Technology should move us forward. Every once in a while, the wheels of progress get stuck in the ditch of “terrible ideas”. The following top 10 gadgets are an embarrassment and should not be used.
BlackBerry is one of the most under-featured and under-powered gadgets, especially when you compare it to other top-tier smartphones out there. It is also about to go completely irrelevant once RIM unveils its new mobile operating system, BlackBerry 10.
BlackBerry maker Research In Motion (RIM) has had some rough years, prompting experts to speculate whether the Canadian telecommunications equipment company is inching closer to its demise. It’s quite the change from just five years ago when RIM was leading the smart phone sales game with its seemingly ubiquitous BlackBerry line of handheld devices.
But with competitors such as Apple’s iPhone and the Android-based devices rapidly gaining ground and winning over smartphone customers, RIM and Blackberry has really lost its niche on the global markets. Its stocks have fallen to unprecedented low levels, and has in the past year lost 77 percent of its value.
Adding to RIM’s hardship is the laundry list of misfortunes, including a multiple-day global service outage in October 2011, which prompted infuriated users to take to Twitter to vent their frustrations. Another service disruption occurred in March 2012, affecting users in the Asia Pacific region. The problem was solved within hours but it nonetheless the nightmare still had its effect on the brand.
2. Toshiba Excite 13
Smartphones and waistlines are expanding to include tablets on the market. It seemed that this was what Toshiba was think when it introduced the Excite 13, a “family friendly” 13-inch Android tablet that is being sold for just over $600. Unfortunately, the 1600 x 900-pixel display had a lower resolution and brightness than the iPad and the Android Tablet. And, you think stretched-out Android phone apps look bad on a 10-inch screen? They looked even worse on this gadget. They need to do better, if they want to compete with ASUS, Samsung and Apple.
3. Google Nexus Q
A failed Apple TV mimic – indeed!
Nexus Q is similar to the modern Apple TV and Roku. It is basically a streaming device. Unlike the Apple TV, you can’t use it to stream video from an attached drive or from a server.

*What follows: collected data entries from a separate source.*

//! The numeric kernel behind the `radialdist` crate.
//!
//! Everything in here operates on borrowed views and never allocates, so the
//! crate stays `no_std`. The public `radialdist` crate owns all buffers,
//! drives the frame loop and handles errors/IO.
//!
//! The pieces, leaf-first:
//! - [`BoxGeometry`] applies the minimum-image convention in an orthorhombic
//!   periodic box
//! - [`ShellSpec`] describes the spherical shells and [`IrregularBinEdges`]
//!   maps squared distances onto them
//! - [`BinCountsViewMut`] holds the per-shell pair counts
//! - [`accumulate_pairs`] visits every unique pair in a [`FrameView`]
//! - [`IdealGasReference`] & [`normalize`] turn the counts into g(r)
#![no_std]
mod bins;
mod histogram;
mod misc;
mod normalize;
mod pairs;
mod periodic;

pub use bins::{BinEdges, IrregularBinEdges, ShellSpec, validate_bin_edges};
pub use histogram::BinCountsViewMut;
pub use misc::{ceil, floor, squared_norm};
pub use normalize::{IdealGasReference, normalize};
pub use pairs::{FrameView, PairTally, accumulate_pairs, n_unique_pairs};
pub use periodic::{BoxGeometry, wrap_component};
//! Owned accumulation state for a g(r) calculation.

use crate::table::RdfTable;
use log::{debug, warn};
use ndarray::Array1;
use radialdist_nostd_internal::{
    BinCountsViewMut, FrameView, IdealGasReference, IrregularBinEdges, PairTally, ShellSpec,
    accumulate_pairs, normalize,
};

/// The squared shell edges, computed once per run and shared (read-only)
/// by every worker.
#[derive(Clone, Debug)]
pub(crate) struct SquaredShellEdges {
    edges: Vec<f64>,
}

impl SquaredShellEdges {
    pub(crate) fn new(shells: &ShellSpec) -> Self {
        let mut edges = vec![0.0; shells.n_edges()];
        shells
            .fill_squared_edges(&mut edges)
            .expect("the buffer holds 1 entry per edge");
        SquaredShellEdges { edges }
    }

    pub(crate) fn bin_edges(&self) -> IrregularBinEdges<'_> {
        IrregularBinEdges::new(&self.edges).expect("shell edges are strictly increasing")
    }
}

/// Pair counts accumulated over some subset of the selected frames.
///
/// Every worker owns one of these. Partial histograms are combined with
/// [`PairHistogram::merge`] once all frames are processed. The counts are
/// integers, so merging never loses precision. The per-frame ideal-gas
/// terms are stored with their frame index and only summed (in frame
/// order) by [`PairHistogram::into_table`], which makes the result
/// independent of how frames were distributed.
#[derive(Clone, Debug)]
pub struct PairHistogram {
    shells: ShellSpec,
    counts: Array1<u64>,
    frame_pair_densities: Vec<(usize, f64)>,
    n_pairs: u64,
}

impl PairHistogram {
    pub fn new(shells: ShellSpec) -> Self {
        PairHistogram {
            shells,
            counts: Array1::zeros(shells.n_bins()),
            frame_pair_densities: Vec::new(),
            n_pairs: 0,
        }
    }

    pub fn shells(&self) -> &ShellSpec {
        &self.shells
    }

    pub fn counts(&self) -> &Array1<u64> {
        &self.counts
    }

    pub fn n_frames(&self) -> usize {
        self.frame_pair_densities.len()
    }

    /// the number of pair separations evaluated so far
    pub fn n_pairs(&self) -> u64 {
        self.n_pairs
    }

    /// Bin every unique pair of `frame` and record its ideal-gas term.
    ///
    /// `bin_edges` must have been built from `self.shells()`.
    pub(crate) fn consume_frame(
        &mut self,
        frame_index: usize,
        frame: &FrameView,
        bin_edges: &IrregularBinEdges,
    ) -> PairTally {
        let n_particles = frame.n_particles();
        if n_particles < 2 {
            warn!("frame {frame_index} holds {n_particles} particle(s) and contributes no pairs");
        }

        let mut counts = BinCountsViewMut::from_array_view(self.counts.view_mut());
        let tally = accumulate_pairs(&mut counts, frame, bin_edges)
            .expect("the histogram holds 1 count per shell");
        self.n_pairs += tally.n_pairs;
        self.frame_pair_densities.push((
            frame_index,
            IdealGasReference::frame_pair_density(n_particles, frame.geometry()),
        ));

        debug!(
            "frame {frame_index}: {n_particles} particles, {} of {} pairs binned",
            tally.n_binned, tally.n_pairs
        );
        tally
    }

    /// Combine the state of 2 partial histograms.
    ///
    /// Panics if the histograms were built for different shells.
    pub fn merge(mut self, other: PairHistogram) -> PairHistogram {
        assert_eq!(self.shells, other.shells, "can't merge mismatched shells");
        let mut counts = BinCountsViewMut::from_array_view(self.counts.view_mut());
        counts
            .merge(other.counts.view())
            .expect("both histograms hold 1 count per shell");
        self.frame_pair_densities
            .extend_from_slice(&other.frame_pair_densities);
        self.n_pairs += other.n_pairs;
        self
    }

    /// Normalize the accumulated counts against the ideal-gas reference.
    pub fn into_table(mut self) -> RdfTable {
        self.frame_pair_densities
            .sort_unstable_by_key(|&(frame_index, _)| frame_index);
        let mut reference = IdealGasReference::new();
        for &(_, pair_density) in self.frame_pair_densities.iter() {
            reference.add_pair_density(pair_density);
        }

        let n_bins = self.shells.n_bins();
        let mut g_values = Array1::<f64>::zeros(n_bins);
        normalize(
            &mut g_values.view_mut(),
            self.counts.view(),
            &self.shells,
            &reference,
        )
        .expect("the histogram holds 1 count per shell");
        let r_centers = Array1::from_shape_fn(n_bins, |i| self.shells.center(i));

        RdfTable::new(r_centers, g_values, self.counts, self.frame_pair_densities.len())
    }
}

Instead, all you can play on it are videos and music from Google’s Play Music, Play Movies and TV, and, YouTube. Netflix? Sports? Not present. All your content must be kept in Google’s cloud services.
To play these, the Nexus Q supports 10/100GB Ethernet. It does not support the new Gigabit Ethernet. You can also use 802.11b/g/n Wi-Fi, but do not count on it to support the newest popular wireless standard: 802.11ac.

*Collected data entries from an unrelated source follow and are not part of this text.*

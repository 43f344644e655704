//! Backends that drive pair accumulation over the selected frames.
//!
//! Frames are independent of each other, so the natural unit of work is a
//! whole frame. Each worker owns a private [`PairHistogram`]; the partial
//! histograms are merged once every frame has been consumed, before
//! anything is normalized.

use crate::config::ExecutorKind;
use crate::error::Error;
use crate::histogram::{PairHistogram, SquaredShellEdges};
use crate::skip::FrameSelection;
use crate::trajectory::Trajectory;
use radialdist_nostd_internal::{IrregularBinEdges, ShellSpec};
use rayon::prelude::*;
use std::num::NonZeroUsize;
use std::sync::Arc;
use std::sync::atomic::{AtomicBool, Ordering};

/// A flag used to ask a running calculation to stop.
///
/// Clones share the same flag. The flag is checked before each frame is
/// processed (never in the middle of a frame).
#[derive(Clone, Debug, Default)]
pub struct CancellationToken(Arc<AtomicBool>);

impl CancellationToken {
    pub fn new() -> Self {
        Self::default()
    }

    pub fn cancel(&self) {
        self.0.store(true, Ordering::Relaxed);
    }

    pub fn is_cancelled(&self) -> bool {
        self.0.load(Ordering::Relaxed)
    }
}

pub trait Executor {
    /// a short label, used in log messages
    fn name(&self) -> String;

    /// Accumulate the pair counts of every frame in `selection`.
    ///
    /// Fails on the first frame that can't be loaded or processed, or once
    /// `cancel` has been triggered.
    fn accumulate(
        &self,
        trajectory: &dyn Trajectory,
        selection: &FrameSelection,
        shells: &ShellSpec,
        cancel: &CancellationToken,
    ) -> Result<PairHistogram, Error>;
}

fn process_frame(
    hist: &mut PairHistogram,
    trajectory: &dyn Trajectory,
    frame_index: usize,
    bin_edges: &IrregularBinEdges,
    cancel: &CancellationToken,
) -> Result<(), Error> {
    if cancel.is_cancelled() {
        return Err(Error::cancelled());
    }
    let frame = trajectory.frame(frame_index)?;
    hist.consume_frame(frame_index, &frame, bin_edges);
    Ok(())
}

/// Processes every frame on the calling thread.
#[derive(Clone, Copy, Debug, Default)]
pub struct SerialExecutor;

impl Executor for SerialExecutor {
    fn name(&self) -> String {
        String::from("serial")
    }

    fn accumulate(
        &self,
        trajectory: &dyn Trajectory,
        selection: &FrameSelection,
        shells: &ShellSpec,
        cancel: &CancellationToken,
    ) -> Result<PairHistogram, Error> {
        let edges = SquaredShellEdges::new(shells);
        let bin_edges = edges.bin_edges();
        let mut hist = PairHistogram::new(*shells);
        for frame_index in selection.indices() {
            process_frame(&mut hist, trajectory, frame_index, &bin_edges, cancel)?;
        }
        Ok(hist)
    }
}

/// Distributes frames across a dedicated rayon thread pool.
///
/// The pool is built once, when the executor is constructed, and never
/// touches rayon's global pool.
pub struct ThreadedExecutor {
    pool: rayon::ThreadPool,
}

impl ThreadedExecutor {
    /// When `n_threads` is `None`, rayon picks the number of threads.
    pub fn new(n_threads: Option<NonZeroUsize>) -> Result<Self, Error> {
        let mut builder =
            rayon::ThreadPoolBuilder::new().thread_name(|i| format!("radialdist-worker-{i}"));
        if let Some(n_threads) = n_threads {
            builder = builder.num_threads(n_threads.get());
        }
        let pool = builder
            .build()
            .map_err(|err| Error::thread_pool(err.to_string()))?;
        Ok(ThreadedExecutor { pool })
    }

    pub fn n_threads(&self) -> usize {
        self.pool.current_num_threads()
    }
}

impl Executor for ThreadedExecutor {
    fn name(&self) -> String {
        format!("threaded ({} threads)", self.n_threads())
    }

    fn accumulate(
        &self,
        trajectory: &dyn Trajectory,
        selection: &FrameSelection,
        shells: &ShellSpec,
        cancel: &CancellationToken,
    ) -> Result<PairHistogram, Error> {
        let edges = SquaredShellEdges::new(shells);
        let bin_edges = edges.bin_edges();
        let shells = *shells;
        self.pool.install(|| {
            selection
                .indices()
                .into_par_iter()
                .try_fold(
                    || PairHistogram::new(shells),
                    |mut hist, frame_index| -> Result<PairHistogram, Error> {
                        process_frame(&mut hist, trajectory, frame_index, &bin_edges, cancel)?;
                        Ok(hist)
                    },
                )
                .try_reduce(|| PairHistogram::new(shells), |a, b| Ok(a.merge(b)))
        })
    }
}

/// Build the backend selected by `kind`
pub(crate) fn build_executor(kind: ExecutorKind) -> Result<Box<dyn Executor>, Error> {
    match kind {
        ExecutorKind::Serial => Ok(Box::new(SerialExecutor)),
        ExecutorKind::Threaded { n_threads } => Ok(Box::new(ThreadedExecutor::new(n_threads)?)),
    }
}

#[cfg(test)]
mod tests {
    use super::*;
    use crate::error::ErrorCategory;
    use crate::trajectory::{InMemoryTrajectory, OwnedFrame};

    fn lattice_trajectory(n_frames: usize) -> InMemoryTrajectory {
        (0..n_frames)
            .map(|frame| {
                let offset = 0.1 * (frame as f64);
                let points: Vec<[f64; 3]> = (0..27)
                    .map(|i| {
                        [
                            (i % 3) as f64 * 2.0 + offset,
                            ((i / 3) % 3) as f64 * 2.0,
                            (i / 9) as f64 * 2.0 - offset,
                        ]
                    })
                    .collect();
                OwnedFrame::from_points(&points, [6.0, 6.0, 6.0])
            })
            .collect()
    }

    #[test]
    fn serial_and_threaded_agree() {
        let trajectory = lattice_trajectory(9);
        let selection = FrameSelection::new(9, 2).unwrap();
        let shells = ShellSpec::new(0.5, 3.0).unwrap();
        let cancel = CancellationToken::new();

        let serial = SerialExecutor
            .accumulate(&trajectory, &selection, &shells, &cancel)
            .unwrap();
        let threaded = ThreadedExecutor::new(NonZeroUsize::new(3))
            .unwrap()
            .accumulate(&trajectory, &selection, &shells, &cancel)
            .unwrap();

        assert_eq!(serial.n_frames(), 7);
        assert_eq!(threaded.n_frames(), 7);
        assert_eq!(serial.n_pairs(), 7 * 27 * 26 / 2);
        assert_eq!(serial.counts(), threaded.counts());
        assert_eq!(serial.into_table(), threaded.into_table());
    }

    #[test]
    fn cancelled_before_start() {
        let trajectory = lattice_trajectory(3);
        let selection = FrameSelection::new(3, 0).unwrap();
        let shells = ShellSpec::new(0.5, 3.0).unwrap();
        let cancel = CancellationToken::new();
        let clone = cancel.clone();
        clone.cancel();
        assert!(cancel.is_cancelled());

        let executors: [Box<dyn Executor>; 2] = [
            Box::new(SerialExecutor),
            Box::new(ThreadedExecutor::new(NonZeroUsize::new(2)).unwrap()),
        ];
        for executor in executors.iter() {
            let err = executor
                .accumulate(&trajectory, &selection, &shells, &cancel)
                .unwrap_err();
            assert_eq!(err.category(), ErrorCategory::Cancelled);
        }
    }

    #[test]
    fn build_from_kind() {
        let executor = build_executor(ExecutorKind::Serial).unwrap();
        assert_eq!(executor.name(), "serial");
        let executor = build_executor(ExecutorKind::Threaded {
            n_threads: NonZeroUsize::new(2),
        })
        .unwrap();
        assert_eq!(executor.name(), "threaded (2 threads)");
    }
}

To manage your content you must utilize an application on your Android smartphone or tablet. Google also sees a big selling point as that your friends can also access and control your Nexus Q Google entertainment library from their phones or tablets.
You can do without it.
4. Sony VAIO Duo 11
Sony’s Vaio Duo 11 is a convertible Windows 8 tablet/laptop. I heard about it on the radio, while driving to work.

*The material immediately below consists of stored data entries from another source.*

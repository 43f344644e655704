//! Rounding helpers. `f64::floor` & friends live in `std`, so we can't
//! reach for them inside of this crate.

/// Largest integral value that doesn't exceed `x`.
///
/// This is only meaningful for `|x| < 2⁶³` (the cast saturates outside of
/// that range). [`crate::wrap_component`] reduces larger ratios before
/// calling it.
#[inline(always)]
pub fn floor(x: f64) -> f64 {
    let truncated = (x as i64) as f64;
    if truncated > x { truncated - 1.0 } else { truncated }
}

/// Smallest integral value that isn't less than `x`. The same range caveat
/// as [`floor`] applies.
#[inline(always)]
pub fn ceil(x: f64) -> f64 {
    let truncated = (x as i64) as f64;
    if truncated < x { truncated + 1.0 } else { truncated }
}

/// squared euclidean norm of a 3-vector
#[inline(always)]
pub fn squared_norm(v: &[f64; 3]) -> f64 {
    // NOTE: .powi can't be used in no_std crates
    v[0] * v[0] + (v[1] * v[1] + v[2] * v[2])
}

#[cfg(test)]
mod tests {
    use super::*;

    #[test]
    fn floor_and_ceil() {
        assert_eq!(floor(1.4), 1.0);
        assert_eq!(floor(1.0), 1.0);
        assert_eq!(floor(-0.5), -1.0);
        assert_eq!(floor(-2.0), -2.0);
        assert_eq!(floor(0.0), 0.0);

        assert_eq!(ceil(1.4), 2.0);
        assert_eq!(ceil(1.0), 1.0);
        assert_eq!(ceil(-0.5), 0.0);
        assert_eq!(ceil(-2.0), -2.0);
    }

    #[test]
    fn squared_norm_simple() {
        assert_eq!(squared_norm(&[3.0, 4.0, 0.0]), 25.0);
        assert_eq!(squared_norm(&[-1.0, -2.0, 2.0]), 9.0);
    }
}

The 11.6-inch screen is situated on the face of the 18mm, 1.3kg device. Slide the screen backward and up, and you have a laptop with an 11 cm deep keyboard and a fixed 45-degree screen incline.
It’s completely non-adjustable, meaning that the only way to change your viewing angle is to change the height of your chair. If you are trying to watch a video from a meter away, forget about it.
The keyboard is below full-size, with tiny buttons that are too far spread out for quick typing. Travel is minimal – more like buttons than keys – which is quiet but uncomfortable. I was able to type at up to 100 WPM, but not with my usual accuracy nor for any great length of time.
There’s also no room for a typical touchpad; instead there’s a micro touchpad about the size of a small joystick and located in the centre of the keyboard. It’s hard to navigate it, but the good news is that it provides more accuracy.
5. Acer Aspire 5552
I bought this laptop 2 years ago, since then it broke down twice on me. The Hard Drive got busted after just two years of use. The up arrow key broke off in the first month. The speakers got busted after 1 year.
If you are looking for an inexpensive laptop, you don’t have to limit yourself to this netbook’s small screen and keyboard. You can do better, if you want things to last. My Toshiba laptop is still working 9 years later and in perfect condition and so is my Compaq Presario.